10. あれ、騙された?
史織は勤め人だ。
だから一ヵ月の間、理由もなく仕事を休めない。
だからそこは千田が根回しをした。
──『有名老舗旅館のおもてなしを知る』企画。
レポートだ。
半年程前に史織が提出してボツ案となった企画が通り、そのレポートを書くという、建前の仕事ができたのだ。
自分の欲望の限りを書き連ねた企画書だったので、かなり熱を入れて書いたのを覚えている。だからボツった時はがっくりと落ち込んだのだが、今更こんな形で日の目を見るのも複雑だ。
ただその記事が活かされるかどうかは正直怪しい。凛嶺旅館の許可を得られるのは、麻弥子と朔埜の婚約が成立しないと、それくらいのコネがないと難しい。
まあ、難しい話は置いとく事にしよう。
当事者でありながら他人事のような話ではあるが、既に現状にいっぱいいっぱいであるのも事実なのだ。
「西野 佳寿那です」
そんな事が頭を掠める中、史織は偽名で挨拶をした。
千田の事を考えていたら、少しだけ冷静になれた気がする。
ついでに大学時代、着物の着付け教室に通って良かった、とか。その流れで礼儀作法の初級講座を受けておいて本当に良かった、なんてそんな思いが頭を駆け巡った。
「どうも、おこしやす。頭を上げて下さいまし」
三つ指をついて史織が頭を下げていると、頭上から澄んだ、けれどぴしりと厳しい声が響いた。

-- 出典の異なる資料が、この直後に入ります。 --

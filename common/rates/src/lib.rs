//! Piecewise-linear interest-rate model.
//!
//! Pure function of a reserve's liquidity state: no storage, no side effects.
//! `SPEC_FULL.md` §4.2 keeps this the way the teacher's `common-rates` crate keeps
//! it — a standalone module a `Reserve` carries by value — but collapses the
//! teacher's three-slope, Taylor-series-compounded model down to the single-kink
//! linear model the reference engine (`original_source`) actually implements.

use market_constants::scale;
use market_errors::EngineError;
use market_math::FixedMath;
use primitive_types::U256;
use serde::{Deserialize, Serialize};

/// Configuration for one reserve's interest-rate curve, all fields `SCALE`-precision
/// (`10^27`). `optimal_rate` is the utilization at which the curve's slope jumps
/// from `slope_0` to `slope_0 + slope_1` (the "kink").
#[derive(Debug, Clone, Copy, PartialEq, Eq, Serialize, Deserialize)]
pub struct IrmParams {
    pub slope_0: U256,
    pub slope_1: U256,
    pub y_intercept: U256,
    pub optimal_rate: U256,
}

impl IrmParams {
    /// `optimal_rate` must lie in `(0, SCALE]`; everything else the reference
    /// model leaves unconstrained.
    pub fn new(
        slope_0: U256,
        slope_1: U256,
        y_intercept: U256,
        optimal_rate: U256,
    ) -> Result<Self, EngineError> {
        if optimal_rate.is_zero() || optimal_rate > scale() {
            return Err(EngineError::SafeCastOutOfRange);
        }
        Ok(Self {
            slope_0,
            slope_1,
            y_intercept,
            optimal_rate,
        })
    }
}

/// `(borrow_rate, lending_rate)`, both `SCALE`-precision annualized rates.
pub type Rates = (U256, U256);

/// Interest-rate model: stateless, takes reserve liquidity and curve parameters,
/// returns the two annualized rates a reserve accrues at.
///
/// `utilization = total_debt / (reserve_balance + total_debt)`. Below the kink the
/// borrow rate rises linearly from `y_intercept` toward `y_intercept + slope_0`;
/// above it, linearly from there toward `y_intercept + slope_0 + slope_1`. The
/// lending rate is the borrow rate scaled by utilization (the reserve factor is
/// applied later, by `Market`, when splitting accrued interest with the treasury —
/// not here).
pub fn rates(
    reserve_balance: U256,
    total_debt: U256,
    params: &IrmParams,
) -> Result<Rates, EngineError> {
    let total = FixedMath::add(reserve_balance, total_debt)?;
    if total.is_zero() {
        return Ok((params.y_intercept, U256::zero()));
    }

    let utilization = FixedMath::div_fp(total_debt, total)?;

    let borrow_rate = if utilization <= params.optimal_rate {
        let slope_contribution = FixedMath::div_fp(
            FixedMath::mul_fp(params.slope_0, utilization)?,
            params.optimal_rate,
        )?;
        FixedMath::add(params.y_intercept, slope_contribution)?
    } else {
        let excess_utilization = FixedMath::sub(utilization, params.optimal_rate)?;
        let remaining_range = FixedMath::sub(scale(), params.optimal_rate)?;
        let slope_contribution = FixedMath::div_fp(
            FixedMath::mul_fp(params.slope_1, excess_utilization)?,
            remaining_range,
        )?;
        FixedMath::add(
            FixedMath::add(params.y_intercept, params.slope_0)?,
            slope_contribution,
        )?
    };

    let lending_rate = FixedMath::mul_fp(borrow_rate, utilization)?;

    Ok((borrow_rate, lending_rate))
}
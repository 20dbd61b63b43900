//! The flash-loan callback contract `Market::flash_loan` invokes, plus a
//! reference mock receiver exercising the three repayment behaviors the
//! teacher's `flash_mock` contract exposes (`flash`, `flashRepaySome`,
//! `flashNoRepay`): full repayment with fee, a short repayment, and no
//! repayment at all — used by `market`'s test suite to exercise
//! `InsufficientRepaid`.

use asset_ledger::AssetLedger;
use market_errors::EngineError;
use market_structs::{TokenId, UserId};
use primitive_types::U256;

/// External collaborator a borrower supplies to `Market::flash_loan`. Must
/// return the borrowed amount plus fee to `market` via `ledger` before
/// returning; `Market` checks the post-balance itself and does not trust the
/// callback's return value alone (spec.md §4.6/§6).
pub trait FlashLoanReceiver {
    fn on_flash_loan(
        &self,
        ledger: &dyn AssetLedger,
        market: &UserId,
        token: &TokenId,
        amount: U256,
        fee: U256,
        calldata: &[u8],
    ) -> Result<(), EngineError>;
}

/// How much of `amount + fee` [`MockFlashLoanReceiver`] repays.
#[derive(Debug, Clone, Copy, PartialEq, Eq)]
pub enum RepayBehavior {
    /// Repays `amount + fee` in full — grounded on `flash_mock::flash`.
    Full,
    /// Repays `amount + fee` minus `shortfall` — grounded on
    /// `flash_mock::flash_repay_some`.
    Short(U256),
    /// Repays nothing — grounded on `flash_mock::flash_no_repay`.
    None,
}

/// Reference [`FlashLoanReceiver`] for tests: a fixed identity the mock
/// transfers funds from/to, with a configurable repayment shortfall.
pub struct MockFlashLoanReceiver {
    pub id: UserId,
    pub behavior: RepayBehavior,
}

impl MockFlashLoanReceiver {
    pub fn new(id: UserId, behavior: RepayBehavior) -> Self {
        Self { id, behavior }
    }
}

impl FlashLoanReceiver for MockFlashLoanReceiver {
    fn on_flash_loan(
        &self,
        ledger: &dyn AssetLedger,
        market: &UserId,
        token: &TokenId,
        amount: U256,
        fee: U256,
        _calldata: &[u8],
    ) -> Result<(), EngineError> {
        let owed = amount.saturating_add(fee);
        let repay = match self.behavior {
            RepayBehavior::Full => owed,
            RepayBehavior::Short(shortfall) => owed.saturating_sub(shortfall),
            RepayBehavior::None => U256::zero(),
        };
        if repay.is_zero() {
            return Ok(());
        }
        ledger.transfer(&self.id, market, token, repay)
    }
}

四十代後半くらいだろうか。案内人に三芳と呼ばれていた女性は、書き物をしていたらしい手を止めて、眼鏡を外し史織を見た。
「西野さんですってね。あなたの教育係を務めます、三芳といいます。葦野様に頼まれたら、うちかて嫌なんて言えまへんけど。来たからにはきちんと教育せな、凛嶺旅館の──四ノ宮の名前に傷が付くさかいに。きっちり躾させて貰いますわ」
「は、はい。よろしくお願いします」
葦野、というのは、伝手を得るために用意した名前だろう。……史織がここに潜入するだけで、どれだけの人が関わっているのか……しかも中味は、ただのお見合い相手のリサーチである。
(割に合わないような)
気がしなくも無くも無いが。
まあ、これも気にしない方がいいだろう。当人が気にしていない事を史織が気にしても仕方がない。
そんな事より──
折角凛嶺旅館に来れたのだから、是非特室にも足を運びたい。
この為に来たと言っても過言でもない潜入調査だが、実は自分が客じゃない事に史織が気付いたのは、つい今しがたであった。
──当たり前だが寛げない。
(これって詐欺って言うんじゃないのかな……)
目の前の三芳女史の貫禄に押しつぶされそうになりながら、史織はひっそりと母を恨んだ。